One recommendation is this band called Sewer Bitch. I recorded the album because I wanted to hear those songs as quickly as possible again, and they didn't have a record that I could get. That record in particular, it's not some kind of nepotism plug or anything. It's just like I saw this band and I loved them. Their songs are incredible, they're so fun and funny and really beautiful and sad at times. Especially this one song they have called It's Raining Down. The band's called Sewer Bitch. They're a lot better than their band name suggests.

No, I'm sold. I like the name.

They're a lot more sophisticated than their name suggests. Take that what you will. You would expect like a snotty punk band, but what you end up getting is something that's a little bit like Angel Olsen. But played with purposeful minimalist productions like bass and drums, and two vocalists who are kind of trained in the country school of singing. They're so good.

A couple of other joints I've been enjoying. Only Built 4 Cuban Linx… Pt. II by Raekwon, I've returned to that recently.

Also, it hit me in the van. I had sunglasses on, but I was crying. Nobody could see, but I was driving the van and listening to the Portishead live in New York City recording.

The Roseland Observatory?

Yeah. And that, I don't think I can love a recorded piece of music any more than that. It's so fucking great. The orchestra, the scratching, the vocal performance that Beth gives. Yeah, I love that. I love that record so much.

I think a big part of my connection to it is that it imprinted itself on me when my grandparents took that away, along with - I bought at the Tower Records once, Tool Ænima, Iggy Pop's Rough Power (the ones that David Bowie mixed), Have I Offended Someone by Frank Zappa, and the Roseland NYC record. I bought those at the tower, and then my like, narc cousin, looked at my stack of CDs and told my grandparents, “You should check out what Sean bought. He looks like he bought some kind of Satanist stuff.” They took all of them away.

Then, when I looked through their stuff a couple of months later and stole them back, the only records that were really worth a damn... Well, no, I'll say they were all pretty good except for that Frank Zappa record. But that one is obviously the winner, and I loved it so much more because it was taken from me.

Yeah, that album’s an all-timer for me too. I did realize there's something I meant to ask earlier that I forgot when we were talking about songwriting. This week, leading up to the show, I re-listened to all of your music in order.

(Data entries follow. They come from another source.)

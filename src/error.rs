//! Typed error taxonomy for dataflow construction and execution.
//!
//! Every failure mode the core can produce maps to exactly one variant here;
//! see each variant's doc comment for when it is raised. Builder methods
//! return `Result<_, QueryosityError>` directly; callers embedding queryosity
//! inside a larger `anyhow`-based program can rely on the blanket
//! `std::error::Error` impl (via `thiserror`) to convert with `?`.

use thiserror::Error;

/// The error taxonomy for the core dataflow engine.
#[derive(Debug, Error)]
pub enum QueryosityError {
    /// A malformed graph: mixing incompatible types in an expression,
    /// setting a variation on a node that cannot carry one, or otherwise
    /// violating a structural invariant caught at build time.
    #[error("construction error: {0}")]
    Construction(String),

    /// A source refused an `open_column` request because it knows no
    /// column under that name.
    #[error("missing column `{name}` on source")]
    MissingColumn {
        /// The column name that was requested.
        name: String,
    },

    /// A source refused an `open_column` request because the requested
    /// type does not match the column's declared type.
    #[error("type mismatch opening column `{name}`: expected {expected}")]
    TypeMismatch {
        /// The column name that was requested.
        name: String,
        /// The type name the caller asked for.
        expected: &'static str,
    },

    /// No loaded source reported a non-empty partition, so the processor
    /// has no way to determine how many entries to run.
    #[error("no partition: no loaded source reports a non-empty partition")]
    NoPartition,

    /// Sources disagree on the dataset's total span during partition
    /// alignment: every loaded source with a non-empty partition must agree
    /// on the total entry count before slots can be assigned.
    #[error("partition alignment failed: sources report unequal total spans ({0} vs {1})")]
    UnalignedPartitions(u64, u64),

    /// A user-supplied expression, conversion, or reader panicked or
    /// returned an error while computing a column's value for an entry.
    #[error("expression error: {0}")]
    Expression(String),

    /// A variation name was looked up on a query result carrier that has
    /// no variation of that name.
    #[error("unknown variation `{0}`")]
    UnknownVariation(String),
}

/// Convenience alias used throughout the crate's public builder surface.
pub type Result<T> = std::result::Result<T, QueryosityError>;
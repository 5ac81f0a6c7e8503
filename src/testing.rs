//! Testing utilities for queryosity dataflows.
//!
//! [`VecSource`] is the one concrete [`Source`] the crate ships: an
//! in-memory, column-major provider over named `Vec<T>` columns -- a
//! minimal way to exercise the engine end-to-end without a real dataset
//! reader. A couple of assertion helpers with detailed panic messages
//! (not bare `assert_eq!`) round out the module.

use crate::column::Value;
use crate::error::{QueryosityError, Result};
use crate::partition::{Partition, Range};
use crate::source::{box_reader, Source};
use std::any::Any;
use std::collections::HashMap;
use std::fmt::Debug;
use std::sync::Arc;

trait ColumnStore: Send + Sync {
    fn type_name(&self) -> &'static str;
    fn make_reader(&self) -> Box<dyn Any + Send>;
}

struct VecColumn<T> {
    values: Arc<Vec<T>>,
}

impl<T: Value> ColumnStore for VecColumn<T> {
    fn type_name(&self) -> &'static str {
        std::any::type_name::<T>()
    }

    fn make_reader(&self) -> Box<dyn Any + Send> {
        let values = self.values.clone();
        box_reader::<T, _>(move |_slot: u32, entry: u64| values[entry as usize].clone())
    }
}

/// An in-memory, column-major [`Source`] over named `Vec<T>` columns, all
/// sharing one entry count (a single, unpartitioned range -- real multi-file
/// sources are expected to report finer partitions, but one range is enough
/// to drive the engine end-to-end in tests).
#[derive(Default)]
pub struct VecSource {
    entries: u64,
    columns: HashMap<String, Box<dyn ColumnStore>>,
}

impl VecSource {
    /// Construct an empty source with `entries` rows.
    pub fn new(entries: u64) -> Self {
        Self {
            entries,
            columns: HashMap::new(),
        }
    }

    /// Register a named column.
    ///
    /// # Panics
    ///
    /// Panics if `values.len()` does not match the entry count passed to
    /// [`VecSource::new`] -- a test-setup bug, not a runtime condition
    /// callers need to handle.
    pub fn with_column<T: Value>(mut self, name: impl Into<String>, values: Vec<T>) -> Self {
        let name = name.into();
        assert_eq!(
            values.len() as u64,
            self.entries,
            "column {name:?} has {} rows, source declared {} entries",
            values.len(),
            self.entries
        );
        self.columns.insert(
            name,
            Box::new(VecColumn {
                values: Arc::new(values),
            }),
        );
        self
    }
}

impl Source for VecSource {
    fn partition(&self) -> Partition {
        vec![Range::new(0, self.entries)]
    }

    fn open_column(&self, _slot: u32, name: &str, type_name: &'static str) -> Result<Box<dyn Any + Send>> {
        let col = self
            .columns
            .get(name)
            .ok_or_else(|| QueryosityError::MissingColumn { name: name.to_string() })?;
        if col.type_name() != type_name {
            return Err(QueryosityError::TypeMismatch {
                name: name.to_string(),
                expected: col.type_name(),
            });
        }
        Ok(col.make_reader())
    }
}

/// Assert that two slices are equal in order and content, panicking with a
/// detailed message (both full slices, plus the first differing index) on
/// mismatch rather than a bare `assert_eq!`.
pub fn assert_results_equal<T: Debug + PartialEq>(actual: &[T], expected: &[T]) {
    assert_eq!(
        actual.len(),
        expected.len(),
        "result length mismatch:\n  expected len: {}\n  actual len: {}\n  expected: {expected:?}\n  actual: {actual:?}",
        expected.len(),
        actual.len(),
    );
    for (i, (a, e)) in actual.iter().zip(expected.iter()).enumerate() {
        assert_eq!(
            a, e,
            "result mismatch at index {i}:\n  expected: {e:?}\n  actual: {a:?}\n  full expected: {expected:?}\n  full actual: {actual:?}"
        );
    }
}

/// Assert that two `f64` scalars agree within `epsilon`, panicking with both
/// values and the observed difference on mismatch. Merged query results are
/// sums/products of floats accumulated in an order the engine does not
/// guarantee across slots, so exact equality is the wrong tool.
pub fn assert_close(actual: f64, expected: f64, epsilon: f64) {
    let diff = (actual - expected).abs();
    assert!(
        diff <= epsilon,
        "value mismatch: expected {expected}, got {actual} (difference {diff} exceeds epsilon {epsilon})"
    );
}

#[cfg(test)]
mod tests {
    use super::*;
    use crate::source::ColumnReader;

    #[test]
    fn vec_source_reads_registered_column() {
        let source = VecSource::new(3).with_column("x", vec![10i64, 20, 30]);
        let boxed = source.open_column(0, "x", std::any::type_name::<i64>()).unwrap();
        let mut reader = crate::source::downcast_reader::<i64>(boxed, "x").unwrap();
        assert_eq!(reader.read(0, 0), 10);
        assert_eq!(reader.read(0, 2), 30);
    }

    #[test]
    fn vec_source_missing_column_is_an_error() {
        let source = VecSource::new(1).with_column("x", vec![1i64]);
        let err = source.open_column(0, "y", std::any::type_name::<i64>()).unwrap_err();
        assert!(matches!(err, QueryosityError::MissingColumn { .. }));
    }

    #[test]
    fn vec_source_type_mismatch_is_an_error() {
        let source = VecSource::new(1).with_column("x", vec![1i64]);
        let err = source.open_column(0, "x", std::any::type_name::<f64>()).unwrap_err();
        assert!(matches!(err, QueryosityError::TypeMismatch { .. }));
    }

    #[test]
    #[should_panic(expected = "result length mismatch")]
    fn assert_results_equal_panics_on_length_mismatch() {
        assert_results_equal(&[1, 2], &[1, 2, 3]);
    }

    #[test]
    fn assert_close_accepts_within_epsilon() {
        assert_close(1.0000001, 1.0, 1e-4);
    }
}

Oh damn, that’s a lot of songs.

There's something you do on some of the earlier records that you kind of stop doing, where you have a pseudo cover in the middle of the song. You dive into “When The Saints Go Marching in” or “Mrs. Robinson” or the Woody Guthrie song. Can you speak on that, cause I think it’s really interesting. It's not quite a cover, it's not a parody, it's like your own interpretation of it, but it's not even the full song. What inspires that? It's not really present on any of the later records, at least that I was like noticed.

In “Getting Naked and Playing with Guns”, we lift a little Cars riff. Don't tell The Cars.

I love making references to other music. That's something that I think I probably learned from listening to rap and hip-hop is that they'll oftentimes do that just since the medium is based on samples a lot of the time. It's always kind of fun when the rappers will send off whatever the source material is that they're sampling. I think Willie Nelson also kind of did that in Redheaded Stranger. On that record, there are always these little outerludes that happen in songs.

I think part of it is an economic choice where if there's an emotion you're trying to evoke and there's already a tune or a melody that's evoked that emotion, sometimes it's simpler than to try to replicate it, just to drop that in a little bit. I guess it's kind of like if you're painting a picture, and you want a very detailed picture of a bird, and you happen to have a bird stamp, then you can just stamp it on there a couple of times. That's one way to think about it. But thanks for asking that. I haven't actually like really considered why I do that up until now. Other than that, it is kind of like a shorthand that you can employ.